◆ **PROBLEM DETAILS**:
For the material below, count each line where the string "println" appears, then return the total alone.

*** SUPPLIED ENTRIES Section Begins ***

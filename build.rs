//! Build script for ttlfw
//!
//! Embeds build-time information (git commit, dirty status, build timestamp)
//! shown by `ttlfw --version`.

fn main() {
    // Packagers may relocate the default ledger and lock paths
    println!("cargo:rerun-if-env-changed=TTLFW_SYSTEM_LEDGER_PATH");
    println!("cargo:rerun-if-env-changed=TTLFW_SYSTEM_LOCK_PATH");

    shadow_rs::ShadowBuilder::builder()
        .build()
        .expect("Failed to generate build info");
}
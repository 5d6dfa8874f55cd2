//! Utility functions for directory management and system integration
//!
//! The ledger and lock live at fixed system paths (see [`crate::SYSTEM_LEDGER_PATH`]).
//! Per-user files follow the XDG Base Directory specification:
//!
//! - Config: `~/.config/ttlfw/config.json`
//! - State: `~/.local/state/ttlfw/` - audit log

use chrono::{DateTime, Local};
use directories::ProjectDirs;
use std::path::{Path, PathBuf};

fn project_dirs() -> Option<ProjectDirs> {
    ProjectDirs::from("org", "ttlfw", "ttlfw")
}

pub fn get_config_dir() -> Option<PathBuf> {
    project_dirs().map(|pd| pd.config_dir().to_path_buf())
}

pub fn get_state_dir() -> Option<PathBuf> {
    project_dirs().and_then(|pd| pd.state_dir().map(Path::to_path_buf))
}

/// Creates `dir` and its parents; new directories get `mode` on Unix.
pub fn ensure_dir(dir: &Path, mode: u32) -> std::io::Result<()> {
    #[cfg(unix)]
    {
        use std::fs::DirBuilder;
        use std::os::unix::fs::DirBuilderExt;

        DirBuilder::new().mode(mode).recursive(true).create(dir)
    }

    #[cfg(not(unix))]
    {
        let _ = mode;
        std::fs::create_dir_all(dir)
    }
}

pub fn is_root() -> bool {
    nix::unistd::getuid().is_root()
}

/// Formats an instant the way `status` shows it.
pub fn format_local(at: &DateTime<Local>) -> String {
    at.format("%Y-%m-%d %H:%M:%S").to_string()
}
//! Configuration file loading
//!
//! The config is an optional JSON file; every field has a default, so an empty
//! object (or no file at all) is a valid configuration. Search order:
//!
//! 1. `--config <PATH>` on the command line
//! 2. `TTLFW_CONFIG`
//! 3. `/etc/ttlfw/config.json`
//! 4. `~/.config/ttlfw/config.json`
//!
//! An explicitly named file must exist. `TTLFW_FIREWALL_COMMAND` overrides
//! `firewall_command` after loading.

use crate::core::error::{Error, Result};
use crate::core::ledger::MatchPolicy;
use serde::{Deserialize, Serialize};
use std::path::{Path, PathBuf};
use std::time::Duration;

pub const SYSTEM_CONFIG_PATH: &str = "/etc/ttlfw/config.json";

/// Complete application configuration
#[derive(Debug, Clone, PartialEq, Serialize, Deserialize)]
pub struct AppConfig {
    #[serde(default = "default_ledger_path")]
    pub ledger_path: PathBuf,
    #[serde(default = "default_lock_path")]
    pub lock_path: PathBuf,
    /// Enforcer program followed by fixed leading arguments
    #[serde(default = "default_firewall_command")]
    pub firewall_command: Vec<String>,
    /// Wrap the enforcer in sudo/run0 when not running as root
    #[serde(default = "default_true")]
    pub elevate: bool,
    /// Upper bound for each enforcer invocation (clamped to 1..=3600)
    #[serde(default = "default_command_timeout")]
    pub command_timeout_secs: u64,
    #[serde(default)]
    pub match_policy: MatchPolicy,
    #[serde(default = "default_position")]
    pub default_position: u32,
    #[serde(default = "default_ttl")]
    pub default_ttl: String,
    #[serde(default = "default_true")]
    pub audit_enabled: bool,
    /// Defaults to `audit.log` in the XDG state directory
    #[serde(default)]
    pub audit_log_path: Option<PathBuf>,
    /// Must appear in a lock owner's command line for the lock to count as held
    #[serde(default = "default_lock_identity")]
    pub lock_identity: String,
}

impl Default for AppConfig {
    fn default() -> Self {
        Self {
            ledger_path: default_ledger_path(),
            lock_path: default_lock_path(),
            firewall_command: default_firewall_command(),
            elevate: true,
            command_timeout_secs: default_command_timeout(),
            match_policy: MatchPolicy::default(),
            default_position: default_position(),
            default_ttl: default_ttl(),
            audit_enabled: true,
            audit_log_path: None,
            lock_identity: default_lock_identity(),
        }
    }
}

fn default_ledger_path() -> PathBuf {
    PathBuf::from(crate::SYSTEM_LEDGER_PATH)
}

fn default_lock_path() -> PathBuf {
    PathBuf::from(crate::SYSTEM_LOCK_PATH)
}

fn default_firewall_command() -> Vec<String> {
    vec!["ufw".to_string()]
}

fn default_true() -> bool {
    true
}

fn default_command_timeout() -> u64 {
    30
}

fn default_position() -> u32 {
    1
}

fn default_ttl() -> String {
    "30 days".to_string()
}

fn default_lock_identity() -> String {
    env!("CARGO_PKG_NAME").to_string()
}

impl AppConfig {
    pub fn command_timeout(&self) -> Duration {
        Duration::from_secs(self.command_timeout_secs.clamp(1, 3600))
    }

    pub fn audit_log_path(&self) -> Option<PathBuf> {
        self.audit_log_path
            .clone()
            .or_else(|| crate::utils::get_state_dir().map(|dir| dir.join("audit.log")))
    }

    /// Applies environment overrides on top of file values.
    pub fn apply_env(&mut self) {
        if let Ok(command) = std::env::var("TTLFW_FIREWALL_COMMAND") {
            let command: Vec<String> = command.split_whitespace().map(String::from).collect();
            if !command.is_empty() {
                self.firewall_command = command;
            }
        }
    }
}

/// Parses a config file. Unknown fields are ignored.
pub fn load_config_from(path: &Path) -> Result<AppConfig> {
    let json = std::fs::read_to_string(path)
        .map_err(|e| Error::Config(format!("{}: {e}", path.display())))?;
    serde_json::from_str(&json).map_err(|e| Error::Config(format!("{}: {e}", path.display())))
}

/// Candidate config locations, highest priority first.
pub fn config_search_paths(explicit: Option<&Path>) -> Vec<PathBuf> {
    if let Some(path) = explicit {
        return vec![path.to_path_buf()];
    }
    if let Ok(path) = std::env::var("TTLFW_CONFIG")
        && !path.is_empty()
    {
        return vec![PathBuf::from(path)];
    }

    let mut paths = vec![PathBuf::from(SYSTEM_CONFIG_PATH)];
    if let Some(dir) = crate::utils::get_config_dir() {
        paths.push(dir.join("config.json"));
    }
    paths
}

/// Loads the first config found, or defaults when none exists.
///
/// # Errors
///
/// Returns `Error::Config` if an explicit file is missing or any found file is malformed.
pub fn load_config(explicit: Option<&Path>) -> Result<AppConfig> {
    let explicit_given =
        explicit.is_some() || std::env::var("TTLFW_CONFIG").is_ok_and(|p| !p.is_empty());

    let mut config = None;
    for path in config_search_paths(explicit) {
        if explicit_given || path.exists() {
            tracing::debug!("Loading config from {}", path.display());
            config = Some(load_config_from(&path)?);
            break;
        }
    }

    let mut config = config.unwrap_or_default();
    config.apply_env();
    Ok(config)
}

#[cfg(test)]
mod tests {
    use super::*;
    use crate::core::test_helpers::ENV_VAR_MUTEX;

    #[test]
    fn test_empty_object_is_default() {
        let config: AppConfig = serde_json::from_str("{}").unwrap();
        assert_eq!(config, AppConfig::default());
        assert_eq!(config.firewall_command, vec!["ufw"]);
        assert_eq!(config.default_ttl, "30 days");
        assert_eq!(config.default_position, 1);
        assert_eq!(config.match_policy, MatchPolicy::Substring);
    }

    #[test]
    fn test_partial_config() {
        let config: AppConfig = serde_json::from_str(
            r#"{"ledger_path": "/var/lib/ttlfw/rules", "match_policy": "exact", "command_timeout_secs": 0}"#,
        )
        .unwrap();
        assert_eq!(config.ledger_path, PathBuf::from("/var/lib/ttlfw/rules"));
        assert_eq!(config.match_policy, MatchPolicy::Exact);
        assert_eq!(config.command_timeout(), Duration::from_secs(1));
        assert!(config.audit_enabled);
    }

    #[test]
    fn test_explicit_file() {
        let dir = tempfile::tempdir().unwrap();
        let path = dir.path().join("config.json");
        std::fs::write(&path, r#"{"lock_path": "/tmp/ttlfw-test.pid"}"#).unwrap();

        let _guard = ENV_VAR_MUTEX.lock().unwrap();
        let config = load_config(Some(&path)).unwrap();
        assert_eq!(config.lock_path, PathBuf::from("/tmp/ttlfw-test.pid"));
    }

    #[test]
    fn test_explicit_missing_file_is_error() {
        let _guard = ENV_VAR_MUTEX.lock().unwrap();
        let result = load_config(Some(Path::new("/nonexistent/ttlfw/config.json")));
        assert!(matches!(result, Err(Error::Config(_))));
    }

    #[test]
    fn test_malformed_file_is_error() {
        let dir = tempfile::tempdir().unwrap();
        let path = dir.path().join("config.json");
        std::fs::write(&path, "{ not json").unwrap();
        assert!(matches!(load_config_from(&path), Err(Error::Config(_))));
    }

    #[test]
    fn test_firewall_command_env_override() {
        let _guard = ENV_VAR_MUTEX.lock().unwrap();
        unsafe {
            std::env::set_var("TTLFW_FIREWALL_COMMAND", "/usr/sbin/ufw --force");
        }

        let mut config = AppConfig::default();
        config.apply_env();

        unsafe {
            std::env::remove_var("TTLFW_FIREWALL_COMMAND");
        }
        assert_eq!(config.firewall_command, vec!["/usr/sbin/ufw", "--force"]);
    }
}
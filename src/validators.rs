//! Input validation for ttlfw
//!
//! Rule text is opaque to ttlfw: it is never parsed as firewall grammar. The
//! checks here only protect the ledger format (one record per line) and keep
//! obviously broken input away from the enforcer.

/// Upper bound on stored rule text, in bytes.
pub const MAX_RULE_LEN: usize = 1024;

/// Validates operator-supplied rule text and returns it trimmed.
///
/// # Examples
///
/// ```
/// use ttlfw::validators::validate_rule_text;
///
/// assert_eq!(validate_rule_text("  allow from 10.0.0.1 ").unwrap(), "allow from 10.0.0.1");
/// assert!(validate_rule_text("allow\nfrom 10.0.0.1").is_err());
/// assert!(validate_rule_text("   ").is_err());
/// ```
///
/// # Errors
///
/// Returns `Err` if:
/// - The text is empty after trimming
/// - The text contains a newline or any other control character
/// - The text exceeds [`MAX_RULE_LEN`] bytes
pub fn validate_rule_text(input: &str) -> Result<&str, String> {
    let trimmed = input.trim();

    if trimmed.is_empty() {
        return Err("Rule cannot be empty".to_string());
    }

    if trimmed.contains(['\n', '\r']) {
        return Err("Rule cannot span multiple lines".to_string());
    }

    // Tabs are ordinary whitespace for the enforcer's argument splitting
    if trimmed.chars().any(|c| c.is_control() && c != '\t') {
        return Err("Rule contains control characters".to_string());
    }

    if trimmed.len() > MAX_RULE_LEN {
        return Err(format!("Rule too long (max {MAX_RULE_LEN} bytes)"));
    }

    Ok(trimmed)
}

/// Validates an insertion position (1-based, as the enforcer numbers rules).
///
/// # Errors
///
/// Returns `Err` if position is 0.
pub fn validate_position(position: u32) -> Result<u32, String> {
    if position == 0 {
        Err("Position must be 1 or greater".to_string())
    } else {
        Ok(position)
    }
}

*** SUPPLIED ENTRIES Section Ends ***

◆ **EXERCISE OUTPUT**:
2